Vodafone launches mobile messaging service for brands

Vodafone is making its first foray into offering brands messaging-based, mobile marketing services with the launch of Vodafone Select, a move bringing it in line with rivals EE and O2.

Vodafone logo

The soft-launch stage has involved inviting subscribers to sign-up to the service, which sends messages to Vodafone customers based on their indicated preferences on behalf of third-party advertisers, via a page on the Vodafone website.

New year promotional activity will include inviting Vodafone customers to join the service by sending them direct SMS’s prompting them to sign up. A digital marketing campaign will follow.

Vodafone is not publicly discussing how many of its subscribers have signed up to the service at present, nor is it revealing how many it intends to target with Vodafone Select in the short term.

However, Jo Werker, Vodafone UK’s head of m-commerce, told Marketing Week its intention is to make Vodafone Select available to all its consumer and business customers which numbered 17.4 million subscribers as of September, according to Informa Telecoms & Media.

“Over the last few weeks we’ve been looking at things like the best times of the day to send messages,” she says adding that she has been encouraged by advertisers’ reactions in the early stages of its launch”n Werker adds.

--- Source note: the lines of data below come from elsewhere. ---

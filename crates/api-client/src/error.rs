use reqwest::StatusCode;
use thiserror::Error;

pub type ApiResult<T> = Result<T, ApiError>;

/// Failure taxonomy surfaced by the dispatcher.
///
/// Every variant carries one human-readable message produced by the error
/// normalizer, so callers can branch on the kind and display the text without
/// ever inspecting backend payload shapes themselves.
#[derive(Debug, Error)]
pub enum ApiError {
    /// No response was received at all.
    #[error("network error: {message}")]
    Network { message: String },

    /// A 401 whose recovery (one token refresh and one retry) also failed.
    /// Terminal for the session: credentials have been cleared and the caller
    /// is expected to force a re-login.
    #[error("authentication expired")]
    AuthenticationExpired,

    /// Non-401 client rejection, typically a structured validation response.
    #[error("{message}")]
    Validation { status: StatusCode, message: String },

    /// Server-side failure (5xx) or a response of unrecognized shape.
    #[error("{message}")]
    Server { status: StatusCode, message: String },
}

impl ApiError {
    pub fn is_authentication_expired(&self) -> bool {
        matches!(self, Self::AuthenticationExpired)
    }

    /// The normalized, user-presentable message.
    pub fn message(&self) -> &str {
        match self {
            Self::Network { message }
            | Self::Validation { message, .. }
            | Self::Server { message, .. } => message,
            Self::AuthenticationExpired => "authentication expired",
        }
    }

    /// HTTP status of the failed call, when one was received.
    pub fn status(&self) -> Option<StatusCode> {
        match self {
            Self::Validation { status, .. } | Self::Server { status, .. } => Some(*status),
            Self::Network { .. } => None,
            Self::AuthenticationExpired => Some(StatusCode::UNAUTHORIZED),
        }
    }
}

She declined to name specific brands involved in the early stages of the launch although she does disclose that brands from the retail and financial sector have participated at present.

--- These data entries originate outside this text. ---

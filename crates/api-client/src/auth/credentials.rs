//! Durable storage for the access/refresh token pair.
//!
//! The store is the single owner of credentials: only the refresh coordinator
//! and the explicit login/logout paths write to it, everything else reads
//! through the [`CredentialStore`] interface. Each token carries its own
//! absolute wall-clock expiry, mirroring cookie semantics: an expired access
//! token reads as absent while a still-valid refresh token remains usable.

use std::path::{Path, PathBuf};
use std::sync::Arc;
use std::time::Duration;

use chrono::{DateTime, Utc};
use parking_lot::RwLock;
use serde::{Deserialize, Serialize};
use thiserror::Error;
use tracing::{debug, warn};

use crate::time::{Clock, expiry_from};

/// The token pair handed out by login, registration and refresh.
#[derive(Debug, Clone, PartialEq, Eq, Serialize, Deserialize)]
pub struct TokenPair {
    pub access_token: String,
    pub refresh_token: String,
}

impl TokenPair {
    /// Extract a pair from a (already envelope-unwrapped) response body.
    pub(crate) fn from_body(body: &serde_json::Value) -> Option<Self> {
        let access_token = body.get("access_token")?.as_str()?;
        let refresh_token = body.get("refresh_token")?.as_str()?;
        Some(Self {
            access_token: access_token.to_owned(),
            refresh_token: refresh_token.to_owned(),
        })
    }
}

#[derive(Debug, Error)]
pub enum CredentialStoreError {
    #[error("credential storage io error: {0}")]
    Io(#[from] std::io::Error),
    #[error("credential serialization error: {0}")]
    Serialize(#[from] serde_json::Error),
}

/// Persisted form: each side of the pair has an absolute expiry stamp, not a
/// TTL counted from use.
#[derive(Debug, Clone, Serialize, Deserialize)]
struct PersistedCredentials {
    access_token: String,
    access_expires_at: DateTime<Utc>,
    refresh_token: String,
    refresh_expires_at: DateTime<Utc>,
}

impl PersistedCredentials {
    fn stamped(
        pair: &TokenPair,
        now: DateTime<Utc>,
        access_ttl: Duration,
        refresh_ttl: Duration,
    ) -> Self {
        Self {
            access_token: pair.access_token.clone(),
            access_expires_at: expiry_from(now, access_ttl),
            refresh_token: pair.refresh_token.clone(),
            refresh_expires_at: expiry_from(now, refresh_ttl),
        }
    }

    fn live_access(&self, now: DateTime<Utc>) -> Option<String> {
        (now < self.access_expires_at).then(|| self.access_token.clone())
    }

    fn live_refresh(&self, now: DateTime<Utc>) -> Option<String> {
        (now < self.refresh_expires_at).then(|| self.refresh_token.clone())
    }
}

/// Single owner of the credential pair.
///
/// The storage mechanism behind this interface is swappable per platform
/// (plain file, encrypted store, keychain); no other component may touch the
/// mechanism directly. Last-writer-wins is acceptable: the only writers are
/// the refresh coordinator and explicit login/logout.
pub trait CredentialStore: Send + Sync + std::fmt::Debug {
    /// The access token, if present and not past its expiry.
    fn access_token(&self) -> Option<String>;

    /// The refresh token, if present and not past its expiry.
    fn refresh_token(&self) -> Option<String>;

    /// Replace the stored pair wholesale, stamping fresh absolute expiries.
    fn set(
        &self,
        pair: &TokenPair,
        access_ttl: Duration,
        refresh_ttl: Duration,
    ) -> Result<(), CredentialStoreError>;

    /// Drop the stored pair.
    fn clear(&self) -> Result<(), CredentialStoreError>;
}

/// In-memory store for tests and for platforms that bring their own
/// persistence. Same contract, nothing survives the process.
#[derive(Debug)]
pub struct MemoryCredentialStore {
    slot: RwLock<Option<PersistedCredentials>>,
    clock: Arc<dyn Clock>,
}

impl MemoryCredentialStore {
    pub fn new(clock: Arc<dyn Clock>) -> Self {
        Self {
            slot: RwLock::new(None),
            clock,
        }
    }
}

impl CredentialStore for MemoryCredentialStore {
    fn access_token(&self) -> Option<String> {
        let now = self.clock.now();
        self.slot.read().as_ref()?.live_access(now)
    }

    fn refresh_token(&self) -> Option<String> {
        let now = self.clock.now();
        self.slot.read().as_ref()?.live_refresh(now)
    }

    fn set(
        &self,
        pair: &TokenPair,
        access_ttl: Duration,
        refresh_ttl: Duration,
    ) -> Result<(), CredentialStoreError> {
        let stamped =
            PersistedCredentials::stamped(pair, self.clock.now(), access_ttl, refresh_ttl);
        *self.slot.write() = Some(stamped);
        Ok(())
    }

    fn clear(&self) -> Result<(), CredentialStoreError> {
        *self.slot.write() = None;
        Ok(())
    }
}

/// File-backed store: a small JSON document, written through on every change
/// so credentials survive process restarts.
///
/// Reads are served from an in-memory snapshot; a failed disk write leaves the
/// snapshot current so the running session keeps working.
#[derive(Debug)]
pub struct FileCredentialStore {
    path: PathBuf,
    snapshot: RwLock<Option<PersistedCredentials>>,
    clock: Arc<dyn Clock>,
}

impl FileCredentialStore {
    pub fn new(path: impl Into<PathBuf>, clock: Arc<dyn Clock>) -> Self {
        let path = path.into();
        let snapshot = RwLock::new(load_from_disk(&path));
        Self {
            path,
            snapshot,
            clock,
        }
    }

    fn write_to_disk(
        &self,
        credentials: &PersistedCredentials,
    ) -> Result<(), CredentialStoreError> {
        if let Some(parent) = self.path.parent()
            && !parent.as_os_str().is_empty()
        {
            std::fs::create_dir_all(parent)?;
        }
        let raw = serde_json::to_vec_pretty(credentials)?;
        std::fs::write(&self.path, raw)?;
        Ok(())
    }
}

fn load_from_disk(path: &Path) -> Option<PersistedCredentials> {
    let raw = std::fs::read(path).ok()?;
    match serde_json::from_slice(&raw) {
        Ok(parsed) => Some(parsed),
        Err(err) => {
            warn!(path = %path.display(), error = %err, "ignoring unreadable credential file");
            None
        }
    }
}

impl CredentialStore for FileCredentialStore {
    fn access_token(&self) -> Option<String> {
        let now = self.clock.now();
        self.snapshot.read().as_ref()?.live_access(now)
    }

    fn refresh_token(&self) -> Option<String> {
        let now = self.clock.now();
        self.snapshot.read().as_ref()?.live_refresh(now)
    }

    fn set(
        &self,
        pair: &TokenPair,
        access_ttl: Duration,
        refresh_ttl: Duration,
    ) -> Result<(), CredentialStoreError> {
        let stamped =
            PersistedCredentials::stamped(pair, self.clock.now(), access_ttl, refresh_ttl);
        // Snapshot first: a failed disk write must not lose the session.
        *self.snapshot.write() = Some(stamped.clone());
        self.write_to_disk(&stamped)?;
        debug!(path = %self.path.display(), "credentials persisted");
        Ok(())
    }

    fn clear(&self) -> Result<(), CredentialStoreError> {
        *self.snapshot.write() = None;
        match std::fs::remove_file(&self.path) {
            Ok(()) => Ok(()),
            Err(err) if err.kind() == std::io::ErrorKind::NotFound => Ok(()),
            Err(err) => Err(err.into()),
        }
    }
}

Vodafone Select has been restricted to SMS in the early stages of its rollout but that it will eventually include an MMS-based offering as the business develops in future, she adds.

The launch of Vodafone Select builds on the operator’s display advertising business, which sold inventory which displayed on websites such as its Vodafone Live portal, and brings it into line with similar mobile operator offerings O2 More and EE’s Orange Shots.

The combined customer base of all three offerings will eventually be migrated into their joint mobile marketing venture Weve by the close of the first quarter of next year with the intention of offering advertisers a single point of entry to 80 per cent of the UK’s mobile audience

Advertisers will be able to target audiences across all three operator groups by demographic information and preferences indicated but those booking campaigns will not be able to target consumers by their specific operator group.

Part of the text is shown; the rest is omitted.